Activity ▸ All lines from the one with "self.total_memory_mb = sys.total_memory()" through the end of the records below are to be given again exactly, and nothing else.

*** Block opens ***

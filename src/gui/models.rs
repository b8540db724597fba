use crate::core::params::{LookupParams, TOKEN_ENV};
use crate::gui::logging::{GuiLogLayer, LogEntry};
use once_cell::sync::OnceCell;
use serde::{Deserialize, Serialize};
use std::fs;
use std::path::PathBuf;
use std::sync::{Arc, Mutex};
use std::time::{Duration, Instant};
use sysinfo;
use tracing::Level;
use tracing_subscriber::prelude::*;
use tracing_subscriber::{EnvFilter, Registry};

/// Lookup progress snapshot shared with the worker thread.
#[derive(Copy, Clone, Default, Debug)]
pub struct Progress {
    pub done: usize,
    pub total: usize,
}

static LOGGING_INIT: OnceCell<()> = OnceCell::new();

pub fn init_gui_logging() {
    LOGGING_INIT.get_or_init(|| {
        let gui_layer = GuiLogLayer::new();

        // Keep eframe/winit chatter out of the in-app panel.
        let filter = EnvFilter::new("trace")
            .add_directive("eframe=info".parse().unwrap())
            .add_directive("winit=info".parse().unwrap());

        let subscriber = Registry::default().with(gui_layer).with(filter);
        let _ = tracing::subscriber::set_global_default(subscriber);
    });
}

pub struct CnpjGui {
    // Input parameters
    pub input_path: Option<PathBuf>,

    // Lookup parameters, kept as text until a run starts
    pub days_text: String,
    pub timeout_text: String,

    // Options
    pub min_log_level: Level,

    // Status
    pub is_processing: bool,
    pub processing_start_time: Option<Instant>,
    pub last_processing_duration: Option<Duration>,

    // Progress snapshot updated by the worker thread
    pub progress: Arc<Mutex<Progress>>,

    // Log messages for the central panel - thread-safe
    pub log_messages: Arc<Mutex<Vec<LogEntry>>>,

    // Receiver for completion notification from the background lookup
    pub completion_receiver: Option<std::sync::mpsc::Receiver<String>>,

    // System monitoring
    pub cpu_usage: f32,
    pub memory_usage_mb: f64,
    pub total_memory_mb: f64,
    pub system_monitor: Option<sysinfo::System>,
    pub last_system_update: Option<Instant>,
}

impl Default for CnpjGui {
    fn default() -> Self {
        let defaults = LookupParams::default();
        Self {
            input_path: None,
            days_text: defaults.days.to_string(),
            timeout_text: defaults.timeout_secs.to_string(),
            min_log_level: Level::INFO,
            is_processing: false,
            processing_start_time: None,
            last_processing_duration: None,
            progress: Arc::new(Mutex::new(Progress::default())),
            log_messages: Arc::new(Mutex::new(Vec::new())),
            completion_receiver: None,
            cpu_usage: 0.0,
            memory_usage_mb: 0.0,
            total_memory_mb: 0.0,
            system_monitor: None,
            last_system_update: None,
        }
    }
}

impl CnpjGui {
    /// Whether a registry token is visible to a run started right now.
    pub fn token_configured(&self) -> bool {
        std::env::var(TOKEN_ENV)
            .map(|t| !t.trim().is_empty())
            .unwrap_or(false)
    }

    pub fn save_logs_to_file(&self) -> Result<(), Box<dyn std::error::Error>> {
        let logs = self
            .log_messages
            .lock()
            .map_err(|e| format!("Failed to lock logs: {}", e))?;

        if logs.is_empty() {
            return Err("No logs to save".into());
        }

        // Filter logs based on current filter level
        let filtered_logs: Vec<&LogEntry> = logs
            .iter()
            .filter(|entry| {
                if self.min_log_level == Level::TRACE {
                    true
                } else {
                    entry.level == self.min_log_level
                }
            })
            .collect();

        if filtered_logs.is_empty() {
            return Err("No logs match the current filter level".into());
        }

        if let Some(save_path) = rfd::FileDialog::new()
            .add_filter("Log files", &["log"])
            .set_file_name("cnpjfetch.log")
            .save_file()
        {
            let mut log_content = String::new();
            log_content.push_str("=== CNPJFETCH Log File ===\n");
            log_content.push_str(&format!("Generated: {}\n", chrono::Utc::now().to_rfc3339()));
            log_content.push_str(&format!(
                "Filter Level: {}\n",
                match self.min_log_level {
                    Level::ERROR => "ERROR",
                    Level::WARN => "WARN",
                    Level::INFO => "INFO",
                    Level::DEBUG => "DEBUG",
                    Level::TRACE => "ALL",
                }
            ));
            log_content.push_str(&format!("Total Logs: {}\n", filtered_logs.len()));
            log_content.push_str("==========================\n\n");

            for entry in &filtered_logs {
                let level_str = match entry.level {
                    Level::ERROR => "ERROR",
                    Level::WARN => "WARN",
                    Level::INFO => "INFO",
                    Level::DEBUG => "DEBUG",
                    Level::TRACE => "TRACE",
                };

                log_content.push_str(&format!(
                    "[{}] {} {}: {}\n",
                    entry.timestamp, level_str, entry.target, entry.message
                ));
            }

            fs::write(&save_path, log_content)?;

            tracing::info!(
                "Filtered logs saved to: {:?} ({} entries)",
                save_path,
                filtered_logs.len()
            );

            Ok(())
        } else {
            Err("No save location selected".into())
        }
    }

    pub fn save_preset(&self) -> Result<(), Box<dyn std::error::Error>> {
        #[derive(Serialize)]
        struct LookupPreset {
            days: String,
            timeout_secs: String,
            min_log_level: String,
        }

        let preset = LookupPreset {
            days: self.days_text.clone(),
            timeout_secs: self.timeout_text.clone(),
            min_log_level: format!("{:?}", self.min_log_level),
        };

        if let Some(save_path) = rfd::FileDialog::new()
            .add_filter("CNPJFETCH Preset files", &["cnpjfetch"])
            .set_file_name("cnpjfetch_preset.cnpjfetch")
            .save_file()
        {
            let mut preset_content = String::new();
            preset_content.push_str("// ==========================================\n");
            preset_content.push_str("// CNPJFETCH Configuration Preset\n");
            preset_content.push_str("// ==========================================\n");
            preset_content.push_str("// Program: CNPJFETCH - CNPJ Registry Lookup Tool\n");
            preset_content.push_str(&format!("// Version: {}\n", env!("CARGO_PKG_VERSION")));
            preset_content.push_str(&format!(
                "// Generated: {}\n",
                chrono::Utc::now().to_rfc3339()
            ));
            preset_content.push_str("// Note: Input path and API token are not included in presets\n");
            preset_content.push_str("// ==========================================\n\n");

            let json = serde_json::to_string_pretty(&preset)?;
            preset_content.push_str(&json);

            fs::write(&save_path, preset_content)?;

            tracing::info!("Preset saved to: {:?}", save_path);
            Ok(())
        } else {
            Err("No save location selected".into())
        }
    }

    pub fn load_preset(&mut self) -> Result<(), Box<dyn std::error::Error>> {
        if let Some(load_path) = rfd::FileDialog::new()
            .add_filter("CNPJFETCH Preset files", &["cnpjfetch"])
            .pick_file()
        {
            let content = fs::read_to_string(&load_path)?;

            // Extract JSON part by finding the first '{' character
            let json_start = content
                .find('{')
                .ok_or("Invalid preset file: no JSON content found")?;
            let json = &content[json_start..];

            #[derive(Deserialize)]
            struct LookupPreset {
                days: String,
                timeout_secs: String,
                min_log_level: String,
            }

            let preset: LookupPreset = serde_json::from_str(json)?;

            let min_log_level = match preset.min_log_level.as_str() {
                "ERROR" => Level::ERROR,
                "WARN" => Level::WARN,
                "INFO" => Level::INFO,
                "DEBUG" => Level::DEBUG,
                "TRACE" => Level::TRACE,
                _ => Level::INFO,
            };

            self.days_text = preset.days;
            self.timeout_text = preset.timeout_secs;
            self.min_log_level = min_log_level;

            tracing::info!("Preset loaded from: {:?}", load_path);
            Ok(())
        } else {
            Err("No preset file selected".into())
        }
    }

    pub fn generate_cli_command(&self) -> String {
        let mut cmd = String::from("cargo run --release --bin cnpjfetch --");

        if let Some(input_path) = &self.input_path {
            cmd.push_str(&format!(" --input {:?}", input_path));
        }

        cmd.push_str(&format!(" --days {}", self.days_text.trim()));
        cmd.push_str(&format!(" --timeout {}", self.timeout_text.trim()));

        // we always want to log
        cmd.push_str(" --log");

        cmd
    }

    /// Update system statistics (CPU and memory usage)
    pub fn update_system_stats(&mut self) {
        // Only update every 2 seconds to avoid excessive system calls
        let now = Instant::now();
        if let Some(last_update) = self.last_system_update {
            if now.duration_since(last_update).as_secs() < 2 {
                return;
            }
        }

        if self.system_monitor.is_none() {
            self.system_monitor = Some(sysinfo::System::new_all());
        }

        if let Some(ref mut sys) = self.system_monitor {
            sys.refresh_all();

            self.cpu_usage = sys.global_cpu_usage();

            self.memory_usage_mb = sys.used_memory() as f64 / 1024.0 / 1024.0;
            self.total_memory_mb = sys.total_memory() as f64 / 1024.0 / 1024.0;
        }

        self.last_system_update = Some(now);
    }
}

*** Block closes ***

Result ▸
            self.total_memory_mb = sys.total_memory() as f64 / 1024.0 / 1024.0;
        }

        self.last_system_update = Some(now);
    }
}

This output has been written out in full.